お世辞にも上手と言えない結果にもかかわらず、その後も時々、七奈江さんの音楽が心に引っ掛かり、CDを聴き返したり、メールをやりとりしたり、クリスマス・コンサートで懲りもせず共演したり……と付き合いを重ねた。当事者2人も、後援会の皆さんもワインが好きで、打ち上げの飲み会も繰り返すうち、セレブな猫の扱いにも慣れたのか(失礼!)、僕は外柔内剛の七奈江ワールドへ自然に近づく暗証番号を手に入れたようだ。株式会社「第一興商」が運営するCS放送「スカパー!TV」のヒーリング(癒し)専門チャンネル、「安らぎの音楽と風景/エコミュージックTV」と七奈江さんのコラボレーションが始まるのと前後して、2つのオリジナル曲「さよならショパン」「11月の木漏れ日」を課題にした小さなピアノ・コンクールが2010年8月に東京で開かれた。日曜日の朝から夕方まで七奈江さんの隣に座り、譜面を追いながら審査を続けてわかったのは、耳には感性豊かな即興と響く作品の数々が、実際には、周到に設計された作曲(コンポジション)であることだ。

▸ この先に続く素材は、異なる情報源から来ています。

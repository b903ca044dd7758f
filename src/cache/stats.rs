use serde::Serialize;
use std::sync::atomic::{AtomicUsize, Ordering};

/// 缓存运行统计
#[derive(Default)]
pub struct CacheStats {
    hits: AtomicUsize,
    misses: AtomicUsize,
    writes: AtomicUsize,
    errors: AtomicUsize,
}

impl CacheStats {
    pub fn record_hit(&self) {
        self.hits.fetch_add(1, Ordering::Relaxed);
    }

    pub fn record_miss(&self) {
        self.misses.fetch_add(1, Ordering::Relaxed);
    }

    pub fn record_write(&self) {
        self.writes.fetch_add(1, Ordering::Relaxed);
    }

    pub fn record_error(&self) {
        self.errors.fetch_add(1, Ordering::Relaxed);
    }

    pub fn report(&self) -> CacheStatsReport {
        let hits = self.hits.load(Ordering::Relaxed);
        let misses = self.misses.load(Ordering::Relaxed);
        let total = hits + misses;
        CacheStatsReport {
            hits,
            misses,
            writes: self.writes.load(Ordering::Relaxed),
            errors: self.errors.load(Ordering::Relaxed),
            hit_rate: if total > 0 {
                hits as f64 / total as f64
            } else {
                0.0
            },
        }
    }
}

/// 缓存统计报告
#[derive(Debug, Serialize)]
pub struct CacheStatsReport {
    pub hits: usize,
    pub misses: usize,
    pub writes: usize,
    pub errors: usize,
    pub hit_rate: f64,
}
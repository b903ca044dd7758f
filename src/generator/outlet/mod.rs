use anyhow::Result;
use colored::Colorize;
use std::fs;

use crate::generator::context::GeneratorContext;
use crate::generator::{MemoryScope, ScopedKeys};
use crate::types::idea::GenerationResult;
use crate::types::request::GenerationRequest;
use crate::types::research::ResearchContext;
use crate::utils::filename::topic_slug;

/// 保存本轮运行的产出
pub async fn save(context: &GeneratorContext, request: &GenerationRequest) -> Result<()> {
    let outlet = DiskOutlet;
    outlet.save(context, request).await
}

pub trait Outlet {
    async fn save(&self, context: &GeneratorContext, request: &GenerationRequest) -> Result<()>;
}

pub struct DiskOutlet;

impl Outlet for DiskOutlet {
    async fn save(&self, context: &GeneratorContext, request: &GenerationRequest) -> Result<()> {
        println!("\n🖊️ 产出落盘中...");

        let output_dir = &context.config.output_path;
        fs::create_dir_all(output_dir)?;

        let slug = topic_slug(request.topic());
        let theme = &context.config.theme;

        // 资源视图：无论生成是否成功都要写出，供用户检查抓取到的原始上下文
        if let Some(research) = context
            .get_from_memory::<ResearchContext>(MemoryScope::RESEARCH, ScopedKeys::CONTEXT)
            .await
        {
            let resources_path = output_dir.join(format!("{}-resources.md", slug));
            fs::write(&resources_path, render_resources(context, &research))?;
            println!("💾 已保存调研资源: {}", resources_path.display());
        } else {
            eprintln!("⚠️ 警告: 未找到调研上下文，资源视图未生成");
        }

        // dry-run时保存提示词预览
        if context.config.dry_run {
            if let Some(prompt) = context
                .get_from_memory::<String>(MemoryScope::COMPOSE, ScopedKeys::PROMPT)
                .await
            {
                let prompt_path = output_dir.join(format!("{}-prompt.md", slug));
                fs::write(&prompt_path, prompt)?;
                println!("💾 已保存提示词预览: {}", prompt_path.display());
            } else {
                eprintln!("⚠️ 警告: 未找到已组装的提示词");
            }
        }

        // 创意正文：下载文件名由主题派生
        if let Some(result) = context
            .get_from_memory::<GenerationResult>(MemoryScope::GENERATION, ScopedKeys::IDEAS)
            .await
        {
            let ideas_path = output_dir.join(format!("{}-ideas.md", slug));
            fs::write(&ideas_path, &result.markdown_body)?;
            println!("💾 已保存项目创意: {}", ideas_path.display());

            // 控制台渲染
            println!(
                "\n{}",
                theme.ideas_heading().color(theme.accent()).bold()
            );
            println!("{}", result.markdown_body);
        }

        Ok(())
    }
}

/// 渲染资源视图 — 原样展示两段上下文，对应原始界面的"Resources"标签页
fn render_resources(context: &GeneratorContext, research: &ResearchContext) -> String {
    let theme = &context.config.theme;
    format!(
        "# {heading}\n\n\
         Fetched at: {fetched_at} (UTC)\n\n\
         ## 🔍 Web Research Results\n\n```\n{web_summary}\n```\n\n\
         ## 📄 Research Papers\n\n```\n{papers}\n```\n",
        heading = theme.resources_heading(),
        fetched_at = research.fetched_at.format("%Y-%m-%d %H:%M:%S"),
        web_summary = research.web_summary,
        papers = research.papers.to_prompt_text(),
    )
}
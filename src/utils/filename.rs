/// 由主题派生下载文件名用的slug：转小写，连续的非字母数字字符折叠为单个连字符。
/// 主题不含任何ASCII字母数字时回退到固定名称
pub fn topic_slug(topic: &str) -> String {
    let mut slug = String::new();
    let mut pending_dash = false;

    for ch in topic.trim().to_lowercase().chars() {
        if ch.is_ascii_alphanumeric() {
            if pending_dash && !slug.is_empty() {
                slug.push('-');
            }
            slug.push(ch);
            pending_dash = false;
        } else {
            pending_dash = true;
        }
    }

    if slug.is_empty() {
        String::from("project-ideas")
    } else {
        slug
    }
}

#[cfg(test)]
mod tests {
    use super::topic_slug;

    #[test]
    fn test_topic_slug_basic() {
        assert_eq!(
            topic_slug("AI for sustainable agriculture"),
            "ai-for-sustainable-agriculture"
        );
    }

    #[test]
    fn test_topic_slug_collapses_separators() {
        assert_eq!(topic_slug("  healthcare,  innovation!  "), "healthcare-innovation");
        assert_eq!(topic_slug("edge/IoT: devices"), "edge-iot-devices");
    }

    #[test]
    fn test_topic_slug_fallback() {
        assert_eq!(topic_slug("!!!"), "project-ideas");
        assert_eq!(topic_slug(""), "project-ideas");
    }

    #[test]
    fn test_topic_slug_keeps_digits() {
        assert_eq!(topic_slug("Web3 wallets"), "web3-wallets");
    }
}
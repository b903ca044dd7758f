//! LLM Provider支持模块

use anyhow::Result;
use rig::{agent::Agent, client::CompletionClient, completion::Prompt};

use crate::config::{LLMConfig, LLMProvider};

/// 统一的Provider客户端枚举
#[derive(Clone)]
pub enum ProviderClient {
    Groq(rig::providers::groq::Client),
    OpenAI(rig::providers::openai::Client),
    OpenRouter(rig::providers::openrouter::Client),
    Ollama(rig::providers::ollama::Client),
}

impl ProviderClient {
    /// 根据配置创建相应的provider客户端
    pub fn new(config: &LLMConfig) -> Result<Self> {
        match config.provider {
            LLMProvider::Groq => {
                let client = rig::providers::groq::Client::builder(&config.api_key).build();
                Ok(ProviderClient::Groq(client))
            }
            LLMProvider::OpenAI => {
                let client = rig::providers::openai::Client::builder(&config.api_key)
                    .base_url(&config.api_base_url)
                    .build();
                Ok(ProviderClient::OpenAI(client))
            }
            LLMProvider::OpenRouter => {
                let client = rig::providers::openrouter::Client::builder(&config.api_key).build();
                Ok(ProviderClient::OpenRouter(client))
            }
            LLMProvider::Ollama => {
                let client = rig::providers::ollama::Client::builder().build();
                Ok(ProviderClient::Ollama(client))
            }
        }
    }

    /// 创建Agent
    pub fn create_agent(
        &self,
        model: &str,
        system_prompt: &str,
        config: &LLMConfig,
    ) -> ProviderAgent {
        match self {
            ProviderClient::Groq(client) => {
                let agent = client
                    .agent(model)
                    .preamble(system_prompt)
                    .max_tokens(config.max_tokens.into())
                    .temperature(config.temperature)
                    .build();
                ProviderAgent::Groq(agent)
            }
            ProviderClient::OpenAI(client) => {
                let agent = client
                    .completion_model(model)
                    .completions_api()
                    .into_agent_builder()
                    .preamble(system_prompt)
                    .max_tokens(config.max_tokens.into())
                    .temperature(config.temperature)
                    .build();
                ProviderAgent::OpenAI(agent)
            }
            ProviderClient::OpenRouter(client) => {
                let agent = client
                    .agent(model)
                    .preamble(system_prompt)
                    .temperature(config.temperature)
                    .build();
                ProviderAgent::OpenRouter(agent)
            }
            ProviderClient::Ollama(client) => {
                let agent = client
                    .agent(model)
                    .preamble(system_prompt)
                    .max_tokens(config.max_tokens.into())
                    .temperature(config.temperature)
                    .build();
                ProviderAgent::Ollama(agent)
            }
        }
    }
}

/// 统一的Agent枚举
pub enum ProviderAgent {
    Groq(Agent<rig::providers::groq::CompletionModel<reqwest::Client>>),
    OpenAI(Agent<rig::providers::openai::CompletionModel>),
    OpenRouter(Agent<rig::providers::openrouter::CompletionModel>),
    Ollama(Agent<rig::providers::ollama::CompletionModel<reqwest::Client>>),
}

impl ProviderAgent {
    /// 执行prompt
    pub async fn prompt(&self, prompt: &str) -> Result<String> {
        match self {
            ProviderAgent::Groq(agent) => agent.prompt(prompt).await.map_err(|e| e.into()),
            ProviderAgent::OpenAI(agent) => agent.prompt(prompt).await.map_err(|e| e.into()),
            ProviderAgent::OpenRouter(agent) => agent.prompt(prompt).await.map_err(|e| e.into()),
            ProviderAgent::Ollama(agent) => agent.prompt(prompt).await.map_err(|e| e.into()),
        }
    }
}
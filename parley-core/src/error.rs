//! Protocol errors.
//!
//! Framing errors are terminal for the connection that produced them.
//! The session owning the connection tears down; there is no resync.

/// All possible protocol errors.
#[derive(Debug, Clone, Copy, PartialEq, Eq, thiserror::Error)]
pub enum ProtocolError {
    /// Payload exceeds the wire limit (1023 bytes + terminator).
    #[error("message too large")]
    MessageTooLarge,

    /// Receive window filled without a NUL terminator.
    #[error("missing terminator")]
    MissingTerminator,

    /// More bytes pushed than the receive window can hold.
    #[error("buffer overflow")]
    BufferOverflow,
}
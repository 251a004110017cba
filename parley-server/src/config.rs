//! Server configuration.

use clap::Parser;

/// Parley chat server.
#[derive(Debug, Parser)]
#[command(name = "parley-server", about = "Parley chat server")]
pub struct ServerConfig {
    /// Address to bind.
    #[arg(long, default_value = "0.0.0.0")]
    pub bind: String,

    /// Port to listen on.
    #[arg(long, default_value_t = 1234)]
    pub port: u16,

    /// Maximum concurrent sessions.
    #[arg(long, default_value_t = 10, value_parser = clap::value_parser!(u16).range(1..=100))]
    pub max_sessions: u16,
}
//! Command classification and credential syntax rules.
//!
//! Classification is purely textual, over the first two
//! whitespace-delimited tokens of a raw input line. There is no escaping
//! for literal leading slashes; a line that does not match a command is a
//! broadcast of the whole line.

/// A classified chat-loop input line.
#[derive(Debug, Clone, Copy, PartialEq, Eq)]
pub enum Command<'a> {
    /// Send the whole line to every authenticated session.
    Broadcast(&'a str),
    /// Send to one named session. `content` is everything after the
    /// second space; `None` when the line stops at the target.
    Whisper {
        /// The token after `/w`.
        target: &'a str,
        /// The remainder after the target, if any.
        content: Option<&'a str>,
    },
    /// Leave the chat.
    Quit,
}

/// Classify one raw input line.
///
/// `/w <target> <text>` whispers (only when a space follows `/w`);
/// `/q`, `/quit` and `/disconnect` quit; anything else broadcasts.
pub fn classify(input: &str) -> Command<'_> {
    if let Some((key, rest)) = input.split_once(' ') {
        if key == "/w" {
            return match rest.split_once(' ') {
                Some((target, content)) => Command::Whisper {
                    target,
                    content: Some(content),
                },
                None => Command::Whisper {
                    target: rest,
                    content: None,
                },
            };
        }
        if is_quit(key) {
            return Command::Quit;
        }
    } else if is_quit(input) {
        return Command::Quit;
    }
    Command::Broadcast(input)
}

fn is_quit(key: &str) -> bool {
    matches!(key, "/q" | "/quit" | "/disconnect")
}

/// Whether a candidate display name is syntactically valid:
/// 4 to 45 characters, ASCII letters and digits only.
pub fn valid_name(name: &str) -> bool {
    (4..=45).contains(&name.len()) && name.chars().all(|c| c.is_ascii_alphanumeric())
}

/// Whether a candidate password is syntactically valid:
/// 4 to 8 characters with at least one decimal digit.
pub fn valid_password(password: &str) -> bool {
    (4..=8).contains(&password.chars().count()) && password.chars().any(|c| c.is_ascii_digit())
}
//! Chat message assembly.
//!
//! A message carries its content, originator, target and timestamp, plus
//! an optional annotation ("fix") such as `whispers` or `(offline)`. The
//! assembled wire form is one line:
//!
//! ```text
//! [2026-08-07 18:30:00] alice whispers: see you at eight
//! ```

use chrono::{Local, NaiveDateTime};

/// Target sentinel meaning "every authenticated session".
pub const BROADCAST_TARGET: &str = "all";

/// Timestamp format used in assembled lines.
const TIME_FORMAT: &str = "%Y-%m-%d %H:%M:%S";

/// One chat message, addressed to a named session or to everyone.
#[derive(Debug, Clone, PartialEq, Eq)]
pub struct ChatMessage {
    /// Message text as typed (possibly obfuscated by the sender).
    pub content: String,
    /// Display name of the sender, or a system persona.
    pub originator: String,
    /// Display name of the recipient, or [`BROADCAST_TARGET`].
    pub target: String,
    /// Optional annotation inserted after the originator.
    fix: Option<String>,
    /// Server-side timestamp.
    pub time: NaiveDateTime,
}

impl ChatMessage {
    /// A message addressed to everyone, stamped with the current time.
    pub fn broadcast(content: impl Into<String>, originator: impl Into<String>) -> Self {
        Self::to(content, originator, BROADCAST_TARGET)
    }

    /// A message addressed to a named session, stamped with the current time.
    pub fn to(
        content: impl Into<String>,
        originator: impl Into<String>,
        target: impl Into<String>,
    ) -> Self {
        Self::at(content, originator, target, Local::now().naive_local())
    }

    /// A message with a known timestamp (history replay).
    pub fn at(
        content: impl Into<String>,
        originator: impl Into<String>,
        target: impl Into<String>,
        time: NaiveDateTime,
    ) -> Self {
        Self {
            content: content.into(),
            originator: originator.into(),
            target: target.into(),
            fix: None,
            time,
        }
    }

    /// Attach an annotation, rendered as ` {fix}` after the originator.
    pub fn add_fix(&mut self, fix: &str) {
        self.fix = Some(format!(" {fix}"));
    }

    /// Builder form of [`ChatMessage::add_fix`].
    pub fn with_fix(mut self, fix: &str) -> Self {
        self.add_fix(fix);
        self
    }

    /// Whether this message is addressed to everyone.
    pub fn is_broadcast(&self) -> bool {
        self.target == BROADCAST_TARGET
    }

    /// Assemble the delivered line: `[time] originator fix: content`.
    pub fn assemble(&self) -> String {
        format!(
            "[{}] {}{}: {}",
            self.time.format(TIME_FORMAT),
            self.originator,
            self.fix.as_deref().unwrap_or(""),
            self.content,
        )
    }
}

#[cfg(test)]
mod tests {
    use super::*;
    use chrono::NaiveDate;

    fn noon() -> NaiveDateTime {
        NaiveDate::from_ymd_opt(2026, 8, 7)
            .unwrap()
            .and_hms_opt(12, 0, 0)
            .unwrap()
    }

    #[test]
    fn test_assemble_broadcast() {
        let msg = ChatMessage::at("hello everyone", "alice", BROADCAST_TARGET, noon());
        assert_eq!(msg.assemble(), "[2026-08-07 12:00:00] alice: hello everyone");
        assert!(msg.is_broadcast());
    }

    #[test]
    fn test_assemble_with_fix() {
        let msg = ChatMessage::at("meet me", "alice", "bob", noon()).with_fix("whispers");
        assert_eq!(msg.assemble(), "[2026-08-07 12:00:00] alice whispers: meet me");
        assert!(!msg.is_broadcast());
    }

    #[test]
    fn test_offline_echo_fix() {
        let msg = ChatMessage::at("you there?", "To bob", BROADCAST_TARGET, noon())
            .with_fix("(offline)");
        assert_eq!(
            msg.assemble(),
            "[2026-08-07 12:00:00] To bob (offline): you there?"
        );
    }
}
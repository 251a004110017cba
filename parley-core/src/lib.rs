//! Parley Protocol Core
//!
//! Pure protocol library for the Parley chat system.
//!
//! This crate provides:
//! - Wire framing with strict bounds checking (fixed 1024-byte window,
//!   NUL-terminated messages)
//! - The legacy additive obfuscation transform and its exemption heuristic
//! - Message assembly (timestamp, originator, annotation, content)
//! - Command classification and credential syntax validation
//!
//! # Invariants
//!
//! - No I/O happens in this crate; callers own their sockets
//! - A frame never exceeds the 1024-byte receive window
//! - The obfuscation transform is not cryptography and is never treated
//!   as confidentiality
//! - Direct use of `unsafe` is forbidden (#![forbid(unsafe_code)])

#![forbid(unsafe_code)]
#![deny(missing_docs)]
#![cfg_attr(not(test), deny(clippy::unwrap_used))]
#![cfg_attr(not(test), deny(clippy::expect_used))]
#![cfg_attr(not(test), deny(clippy::panic))]

pub mod cipher;
pub mod command;
pub mod error;
pub mod frame;
pub mod message;

pub use cipher::ObfuscationState;
pub use command::Command;
pub use error::ProtocolError;
pub use frame::FrameBuffer;
pub use message::ChatMessage;
//! End-to-end transport tests against a scripted server socket.

use tokio::io::{AsyncReadExt, AsyncWriteExt};
use tokio::net::{TcpListener, TcpStream};

use parley_core::cipher;
use parley_core::frame::{self, FrameBuffer};
use parley_transport::{ChatClient, ClientConfig};

async fn accept_pair(listener: &TcpListener) -> TcpStream {
    let (stream, _) = listener.accept().await.unwrap();
    stream
}

async fn read_frame(stream: &mut TcpStream, fb: &mut FrameBuffer) -> Vec<u8> {
    loop {
        if let Some(payload) = fb.next_frame().unwrap() {
            return payload;
        }
        let n = stream.read(fb.writable()).await.unwrap();
        assert_ne!(n, 0, "peer closed mid-frame");
        fb.advance(n).unwrap();
    }
}

async fn write_frame(stream: &mut TcpStream, payload: &[u8]) {
    let wire = frame::encode_frame(payload).unwrap();
    stream.write_all(&wire).await.unwrap();
}

async fn connect(listener: &TcpListener) -> (ChatClient, TcpStream) {
    let addr = listener.local_addr().unwrap();
    let config = ClientConfig::new(addr.ip().to_string(), addr.port());
    let (client, server_side) = tokio::join!(ChatClient::connect(&config), accept_pair(listener));
    (client.unwrap(), server_side)
}

#[tokio::test]
async fn test_plaintext_roundtrip() {
    let listener = TcpListener::bind("127.0.0.1:0").await.unwrap();
    let (mut client, mut server) = connect(&listener).await;
    let mut fb = FrameBuffer::new();

    client.send("hello server").await.unwrap();
    assert_eq!(read_frame(&mut server, &mut fb).await, b"hello server");

    write_frame(&mut server, b"hello client").await;
    assert_eq!(client.recv().await.unwrap(), "hello client");
}

#[tokio::test]
async fn test_outbound_obfuscation_and_skip() {
    let listener = TcpListener::bind("127.0.0.1:0").await.unwrap();
    let (client, mut server) = connect(&listener).await;
    let mut fb = FrameBuffer::new();

    assert!(client.toggle_obfuscation().await);

    client.send("hi there").await.unwrap();
    assert_eq!(read_frame(&mut server, &mut fb).await, b"ij!uifsf");

    // One-shot skip: the next message goes out in the clear, the one
    // after is encoded again.
    client.skip_encode_once().await;
    client.send("/w bob psst").await.unwrap();
    assert_eq!(read_frame(&mut server, &mut fb).await, b"/w bob psst");

    client.send("back on").await.unwrap();
    let mut expected = b"back on".to_vec();
    cipher::encode_payload(&mut expected);
    assert_eq!(read_frame(&mut server, &mut fb).await, expected);
}

#[tokio::test]
async fn test_inbound_decode_of_delivered_line() {
    let listener = TcpListener::bind("127.0.0.1:0").await.unwrap();
    let (mut client, mut server) = connect(&listener).await;

    client.toggle_obfuscation().await;

    // The server prepends a plaintext header and relays the sender's
    // encoded tail untouched.
    let mut tail = b"alice: hello".to_vec();
    cipher::encode_payload(&mut tail);
    let mut line = b"[2026-08-07 10:00:00] ".to_vec();
    line.extend_from_slice(&tail);
    write_frame(&mut server, &line).await;

    assert_eq!(
        client.recv().await.unwrap(),
        "[2026-08-07 10:00:00] alice: hello"
    );
}

#[tokio::test]
async fn test_exempt_line_passes_through() {
    let listener = TcpListener::bind("127.0.0.1:0").await.unwrap();
    let (mut client, mut server) = connect(&listener).await;

    client.toggle_obfuscation().await;

    write_frame(&mut server, b"welcome X").await;
    assert_eq!(client.recv().await.unwrap(), "welcome X");
}

#[tokio::test]
async fn test_server_close_ends_stream() {
    let listener = TcpListener::bind("127.0.0.1:0").await.unwrap();
    let (mut client, server) = connect(&listener).await;

    drop(server);
    assert_eq!(client.recv().await, None);
}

たとえば、セカンド・アルバムの副題にもなった「さよならショパン」。2010年が生誕200年に当たるピアノ音楽の大作曲家フレデリク・ショパン(1810-49)の「ノクターン(夜想曲)」や「幻想即興曲」などの名曲を巧みにちりばめながら、七奈江さんの内面を切々と語るような場面もあり、全体では見事に独自の世界を構築している。今回のアルバムには続編と言える「涙のショパン」のほか、ショパンの「24の前奏曲」から第15番「雨だれ」も収められ、本家とトランスクリプション(編曲)は対立するどころか互いに刺激を与えながら、ひとつの巨(おお)きな世界を構築している。「11月の木漏れ日」も先のコンクールを通じ、弾き手の違いによってベートーヴェンのソナタ顔負けのコンポジションに響いたり、ジャズの即興にも堪えたりする幅広さを備えた作品であることを立証した。ここでの七奈江さんは作曲家らしく、あらゆる解釈の中間に位置する素直さで弾ききっている。
ファースト・アルバムが歳時記よろしく、四季折々の女性の思いを音楽に託していたのに対し、セカンド・アルバムは季節や時間の枠組みを取り去り、より自然なたたずまいの中、多彩な表情を発揮する。七奈江さん自身も指摘するように、静かに終わる曲だけでなく、力強く終わる新作も加えた。ピアノの音の響きそれ自体、演奏技巧の洗練、録音のクオリティのすべてがヴァージョン・アップしており、和田七奈江というコンポーザー・ピアニストが発する音楽のメッセージ、イメージが一段と曇りなく伝わる。2点のアルバムを発売順に聴き通してみたとき、人は七奈江さんにもっと近づき、その懐の中へ誘い込まれるような錯覚に陥るだろう。20世紀後半のシリアスな作曲界では、共通のテーマの下に作品を書き続け、発展させていく「ワーク・イン・プログレス」という手法が一世を風靡した。あえて、いくつかの作品を重複させた「Loversion」から「Loversion Ⅱ」への飛躍は、まさに、七奈江さんのワーク・イン・プログレス。作曲家としても、至極まっとうな歩みだ。